[What is required] The listing below holds a line with "let data = if" and a line with "fn persist(&self, data: &EngineSettings)". Reproduce those two lines exactly, plus everything between them.

[Record extracts]
···

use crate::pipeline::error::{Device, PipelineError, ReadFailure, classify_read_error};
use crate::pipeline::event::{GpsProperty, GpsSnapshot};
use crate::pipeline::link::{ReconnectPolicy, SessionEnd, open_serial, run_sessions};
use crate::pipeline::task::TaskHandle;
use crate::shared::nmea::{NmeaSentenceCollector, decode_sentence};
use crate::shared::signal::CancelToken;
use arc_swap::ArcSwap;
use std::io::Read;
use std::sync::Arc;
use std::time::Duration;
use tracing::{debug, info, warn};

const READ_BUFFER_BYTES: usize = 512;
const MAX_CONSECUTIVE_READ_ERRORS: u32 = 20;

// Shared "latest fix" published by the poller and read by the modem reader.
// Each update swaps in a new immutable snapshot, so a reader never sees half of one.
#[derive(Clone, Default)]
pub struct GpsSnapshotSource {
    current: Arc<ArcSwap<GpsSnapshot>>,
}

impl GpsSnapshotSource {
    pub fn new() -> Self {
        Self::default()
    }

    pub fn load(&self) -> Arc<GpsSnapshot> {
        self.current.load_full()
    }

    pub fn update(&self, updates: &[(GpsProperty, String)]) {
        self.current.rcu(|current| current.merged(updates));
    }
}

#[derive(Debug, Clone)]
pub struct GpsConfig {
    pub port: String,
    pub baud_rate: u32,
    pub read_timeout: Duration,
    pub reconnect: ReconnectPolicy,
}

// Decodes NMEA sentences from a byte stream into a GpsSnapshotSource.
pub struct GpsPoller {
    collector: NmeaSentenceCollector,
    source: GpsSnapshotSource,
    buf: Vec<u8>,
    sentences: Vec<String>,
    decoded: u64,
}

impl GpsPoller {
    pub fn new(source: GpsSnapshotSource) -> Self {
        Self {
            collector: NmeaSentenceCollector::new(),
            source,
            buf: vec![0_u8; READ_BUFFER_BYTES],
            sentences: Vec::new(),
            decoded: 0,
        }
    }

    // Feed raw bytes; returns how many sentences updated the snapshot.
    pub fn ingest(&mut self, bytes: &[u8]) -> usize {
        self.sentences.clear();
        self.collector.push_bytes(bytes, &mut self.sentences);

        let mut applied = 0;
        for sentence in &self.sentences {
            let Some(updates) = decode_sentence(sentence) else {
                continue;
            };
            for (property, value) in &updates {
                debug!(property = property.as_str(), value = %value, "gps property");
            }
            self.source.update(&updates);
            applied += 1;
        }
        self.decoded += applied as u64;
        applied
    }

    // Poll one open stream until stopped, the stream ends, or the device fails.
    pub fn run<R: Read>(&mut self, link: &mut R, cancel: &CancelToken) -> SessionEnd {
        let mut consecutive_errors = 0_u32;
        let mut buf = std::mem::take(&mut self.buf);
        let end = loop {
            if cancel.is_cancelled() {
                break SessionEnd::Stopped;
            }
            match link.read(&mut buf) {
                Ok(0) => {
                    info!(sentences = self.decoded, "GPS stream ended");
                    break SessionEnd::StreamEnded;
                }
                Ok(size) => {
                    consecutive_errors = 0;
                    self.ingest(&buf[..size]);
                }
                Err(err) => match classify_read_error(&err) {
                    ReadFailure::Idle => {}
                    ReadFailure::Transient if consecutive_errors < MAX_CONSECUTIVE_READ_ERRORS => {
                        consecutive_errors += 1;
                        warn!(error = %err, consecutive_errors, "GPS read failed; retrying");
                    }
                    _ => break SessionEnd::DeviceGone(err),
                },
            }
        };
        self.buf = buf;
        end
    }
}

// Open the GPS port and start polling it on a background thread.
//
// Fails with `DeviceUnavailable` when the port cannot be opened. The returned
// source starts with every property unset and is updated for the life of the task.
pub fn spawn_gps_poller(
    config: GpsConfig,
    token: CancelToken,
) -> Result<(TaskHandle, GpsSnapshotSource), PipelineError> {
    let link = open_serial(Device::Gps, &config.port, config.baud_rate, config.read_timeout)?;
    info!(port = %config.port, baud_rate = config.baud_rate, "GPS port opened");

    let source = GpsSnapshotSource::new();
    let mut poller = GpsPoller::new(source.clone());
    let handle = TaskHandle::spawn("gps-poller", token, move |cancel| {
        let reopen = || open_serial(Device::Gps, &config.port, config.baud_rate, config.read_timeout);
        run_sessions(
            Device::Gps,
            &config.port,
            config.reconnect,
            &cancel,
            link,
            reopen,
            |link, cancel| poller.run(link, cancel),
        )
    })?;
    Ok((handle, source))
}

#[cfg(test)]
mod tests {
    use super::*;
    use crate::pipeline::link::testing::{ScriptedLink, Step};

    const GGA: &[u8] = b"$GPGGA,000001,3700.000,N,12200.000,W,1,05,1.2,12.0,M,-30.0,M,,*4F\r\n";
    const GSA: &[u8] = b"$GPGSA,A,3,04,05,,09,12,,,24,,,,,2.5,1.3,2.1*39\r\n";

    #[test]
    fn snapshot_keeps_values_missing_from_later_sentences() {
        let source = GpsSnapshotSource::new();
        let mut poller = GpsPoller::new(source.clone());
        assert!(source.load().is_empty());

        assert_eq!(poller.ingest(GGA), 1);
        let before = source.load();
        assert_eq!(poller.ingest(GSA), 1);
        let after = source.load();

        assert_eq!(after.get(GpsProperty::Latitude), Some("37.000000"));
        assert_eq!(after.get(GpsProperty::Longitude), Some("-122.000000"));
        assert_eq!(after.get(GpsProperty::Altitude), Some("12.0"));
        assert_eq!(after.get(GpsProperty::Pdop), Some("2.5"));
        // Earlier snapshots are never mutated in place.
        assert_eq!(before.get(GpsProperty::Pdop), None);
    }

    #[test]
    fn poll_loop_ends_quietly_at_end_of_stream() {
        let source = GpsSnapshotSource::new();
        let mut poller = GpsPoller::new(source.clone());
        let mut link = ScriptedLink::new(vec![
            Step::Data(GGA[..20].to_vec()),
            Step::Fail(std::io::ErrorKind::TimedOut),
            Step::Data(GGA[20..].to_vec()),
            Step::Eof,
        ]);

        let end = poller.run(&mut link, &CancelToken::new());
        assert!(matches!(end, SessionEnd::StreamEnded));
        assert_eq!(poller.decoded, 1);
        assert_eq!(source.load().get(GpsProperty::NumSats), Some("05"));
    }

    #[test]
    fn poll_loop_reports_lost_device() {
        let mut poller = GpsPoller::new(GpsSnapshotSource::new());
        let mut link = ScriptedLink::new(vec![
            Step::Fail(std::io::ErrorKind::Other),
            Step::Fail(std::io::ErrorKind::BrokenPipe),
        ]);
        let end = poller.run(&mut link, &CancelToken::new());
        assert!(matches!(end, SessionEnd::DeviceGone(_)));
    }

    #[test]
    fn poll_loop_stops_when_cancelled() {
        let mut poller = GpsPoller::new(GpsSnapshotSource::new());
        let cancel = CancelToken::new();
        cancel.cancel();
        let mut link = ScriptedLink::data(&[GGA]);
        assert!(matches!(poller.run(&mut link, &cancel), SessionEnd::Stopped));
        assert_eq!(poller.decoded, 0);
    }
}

···

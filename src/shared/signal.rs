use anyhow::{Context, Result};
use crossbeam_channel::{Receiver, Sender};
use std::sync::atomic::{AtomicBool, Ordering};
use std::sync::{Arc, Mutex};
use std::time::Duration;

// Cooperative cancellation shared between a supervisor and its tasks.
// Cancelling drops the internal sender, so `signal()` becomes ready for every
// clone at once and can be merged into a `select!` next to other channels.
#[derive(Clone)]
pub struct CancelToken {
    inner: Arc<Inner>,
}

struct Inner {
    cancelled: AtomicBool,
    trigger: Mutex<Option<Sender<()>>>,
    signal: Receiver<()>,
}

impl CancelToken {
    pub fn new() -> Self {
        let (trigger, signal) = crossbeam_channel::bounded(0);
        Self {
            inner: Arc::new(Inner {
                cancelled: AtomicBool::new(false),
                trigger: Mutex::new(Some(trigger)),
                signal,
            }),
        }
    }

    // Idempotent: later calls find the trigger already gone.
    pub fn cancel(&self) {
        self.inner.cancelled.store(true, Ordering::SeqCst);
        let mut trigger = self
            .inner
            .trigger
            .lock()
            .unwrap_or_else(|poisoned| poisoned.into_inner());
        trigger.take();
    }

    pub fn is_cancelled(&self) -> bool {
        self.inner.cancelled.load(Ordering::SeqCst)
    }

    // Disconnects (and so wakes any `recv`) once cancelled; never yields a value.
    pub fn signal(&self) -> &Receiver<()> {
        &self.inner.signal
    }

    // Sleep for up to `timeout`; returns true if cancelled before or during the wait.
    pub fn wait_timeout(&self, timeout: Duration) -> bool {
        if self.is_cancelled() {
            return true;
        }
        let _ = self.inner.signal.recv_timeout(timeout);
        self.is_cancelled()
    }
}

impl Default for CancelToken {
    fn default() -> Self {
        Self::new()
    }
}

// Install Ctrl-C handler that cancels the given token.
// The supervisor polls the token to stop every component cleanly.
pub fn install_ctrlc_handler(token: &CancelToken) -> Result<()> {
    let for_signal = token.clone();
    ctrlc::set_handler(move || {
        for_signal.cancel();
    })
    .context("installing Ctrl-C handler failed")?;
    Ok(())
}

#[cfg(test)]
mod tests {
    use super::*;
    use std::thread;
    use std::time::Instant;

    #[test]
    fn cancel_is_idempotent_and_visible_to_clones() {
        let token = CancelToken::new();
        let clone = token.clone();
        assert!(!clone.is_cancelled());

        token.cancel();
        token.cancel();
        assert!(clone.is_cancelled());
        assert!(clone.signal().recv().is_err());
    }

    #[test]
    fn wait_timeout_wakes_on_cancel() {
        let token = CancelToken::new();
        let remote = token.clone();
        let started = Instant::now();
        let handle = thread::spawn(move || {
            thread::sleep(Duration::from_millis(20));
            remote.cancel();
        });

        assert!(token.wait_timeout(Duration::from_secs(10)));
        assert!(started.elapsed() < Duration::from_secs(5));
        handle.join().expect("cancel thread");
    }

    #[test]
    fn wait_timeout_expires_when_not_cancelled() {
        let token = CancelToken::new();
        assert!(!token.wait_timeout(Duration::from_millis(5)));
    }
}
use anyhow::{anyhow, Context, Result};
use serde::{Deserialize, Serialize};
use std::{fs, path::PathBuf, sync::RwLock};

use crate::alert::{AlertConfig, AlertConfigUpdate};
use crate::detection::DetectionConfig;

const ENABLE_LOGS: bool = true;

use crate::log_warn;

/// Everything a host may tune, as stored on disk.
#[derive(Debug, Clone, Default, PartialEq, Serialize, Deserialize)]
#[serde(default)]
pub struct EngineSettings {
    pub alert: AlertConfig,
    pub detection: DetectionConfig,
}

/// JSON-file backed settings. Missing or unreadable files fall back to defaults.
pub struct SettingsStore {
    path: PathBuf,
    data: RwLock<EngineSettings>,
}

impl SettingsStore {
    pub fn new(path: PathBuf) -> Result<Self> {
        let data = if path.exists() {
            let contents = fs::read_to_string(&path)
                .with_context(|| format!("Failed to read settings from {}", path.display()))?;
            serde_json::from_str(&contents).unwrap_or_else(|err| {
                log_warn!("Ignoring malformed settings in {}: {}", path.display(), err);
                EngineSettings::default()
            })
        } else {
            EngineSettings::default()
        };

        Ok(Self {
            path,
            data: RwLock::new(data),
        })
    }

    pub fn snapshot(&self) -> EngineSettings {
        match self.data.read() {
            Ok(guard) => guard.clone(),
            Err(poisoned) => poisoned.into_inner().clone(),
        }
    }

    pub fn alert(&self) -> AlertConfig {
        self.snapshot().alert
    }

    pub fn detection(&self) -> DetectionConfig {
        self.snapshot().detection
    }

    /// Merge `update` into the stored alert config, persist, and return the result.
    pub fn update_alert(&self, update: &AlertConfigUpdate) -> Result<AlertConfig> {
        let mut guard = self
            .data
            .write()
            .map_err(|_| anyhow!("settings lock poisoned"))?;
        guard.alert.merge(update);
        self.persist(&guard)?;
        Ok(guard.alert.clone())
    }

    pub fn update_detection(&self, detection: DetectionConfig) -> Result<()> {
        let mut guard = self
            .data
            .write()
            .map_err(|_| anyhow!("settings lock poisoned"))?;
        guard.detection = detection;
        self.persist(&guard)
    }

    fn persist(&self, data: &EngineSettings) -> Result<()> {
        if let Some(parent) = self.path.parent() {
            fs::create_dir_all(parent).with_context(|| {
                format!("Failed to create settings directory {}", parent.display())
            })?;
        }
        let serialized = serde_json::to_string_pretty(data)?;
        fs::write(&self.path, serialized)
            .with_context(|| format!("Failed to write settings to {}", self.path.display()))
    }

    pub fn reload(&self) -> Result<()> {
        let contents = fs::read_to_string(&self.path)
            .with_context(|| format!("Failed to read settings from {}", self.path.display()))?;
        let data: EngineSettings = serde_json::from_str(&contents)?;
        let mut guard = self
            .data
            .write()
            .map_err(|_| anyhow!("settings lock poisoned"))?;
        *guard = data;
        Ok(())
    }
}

···

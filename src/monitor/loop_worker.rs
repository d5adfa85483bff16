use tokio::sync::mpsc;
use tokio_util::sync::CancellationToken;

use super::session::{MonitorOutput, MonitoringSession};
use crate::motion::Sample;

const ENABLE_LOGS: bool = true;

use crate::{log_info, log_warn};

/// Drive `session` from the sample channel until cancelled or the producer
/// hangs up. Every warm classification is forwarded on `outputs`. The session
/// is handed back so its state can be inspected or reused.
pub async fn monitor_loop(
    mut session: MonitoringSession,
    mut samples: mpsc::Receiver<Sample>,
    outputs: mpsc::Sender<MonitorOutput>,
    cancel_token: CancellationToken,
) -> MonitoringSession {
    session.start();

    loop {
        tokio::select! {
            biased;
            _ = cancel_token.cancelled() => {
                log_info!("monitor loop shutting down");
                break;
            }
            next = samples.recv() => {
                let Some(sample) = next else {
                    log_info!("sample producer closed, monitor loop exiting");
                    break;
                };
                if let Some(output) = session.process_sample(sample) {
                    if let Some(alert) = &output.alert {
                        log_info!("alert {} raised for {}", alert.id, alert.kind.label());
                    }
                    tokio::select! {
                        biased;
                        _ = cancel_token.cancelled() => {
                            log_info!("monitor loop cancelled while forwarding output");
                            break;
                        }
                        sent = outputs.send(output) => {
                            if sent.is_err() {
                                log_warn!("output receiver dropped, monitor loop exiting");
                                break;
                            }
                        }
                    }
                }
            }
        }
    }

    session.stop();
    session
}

···

[Task output]
        let data = if path.exists() {
            let contents = fs::read_to_string(&path)
                .with_context(|| format!("Failed to read settings from {}", path.display()))?;
            serde_json::from_str(&contents).unwrap_or_else(|err| {
                log_warn!("Ignoring malformed settings in {}: {}", path.display(), err);
                EngineSettings::default()
            })
        } else {
            EngineSettings::default()
        };

        Ok(Self {
            path,
            data: RwLock::new(data),
        })
    }

    pub fn snapshot(&self) -> EngineSettings {
        match self.data.read() {
            Ok(guard) => guard.clone(),
            Err(poisoned) => poisoned.into_inner().clone(),
        }
    }

    pub fn alert(&self) -> AlertConfig {
        self.snapshot().alert
    }

    pub fn detection(&self) -> DetectionConfig {
        self.snapshot().detection
    }

    /// Merge `update` into the stored alert config, persist, and return the result.
    pub fn update_alert(&self, update: &AlertConfigUpdate) -> Result<AlertConfig> {
        let mut guard = self
            .data
            .write()
            .map_err(|_| anyhow!("settings lock poisoned"))?;
        guard.alert.merge(update);
        self.persist(&guard)?;
        Ok(guard.alert.clone())
    }

    pub fn update_detection(&self, detection: DetectionConfig) -> Result<()> {
        let mut guard = self
            .data
            .write()
            .map_err(|_| anyhow!("settings lock poisoned"))?;
        guard.detection = detection;
        self.persist(&guard)
    }

    fn persist(&self, data: &EngineSettings) -> Result<()> {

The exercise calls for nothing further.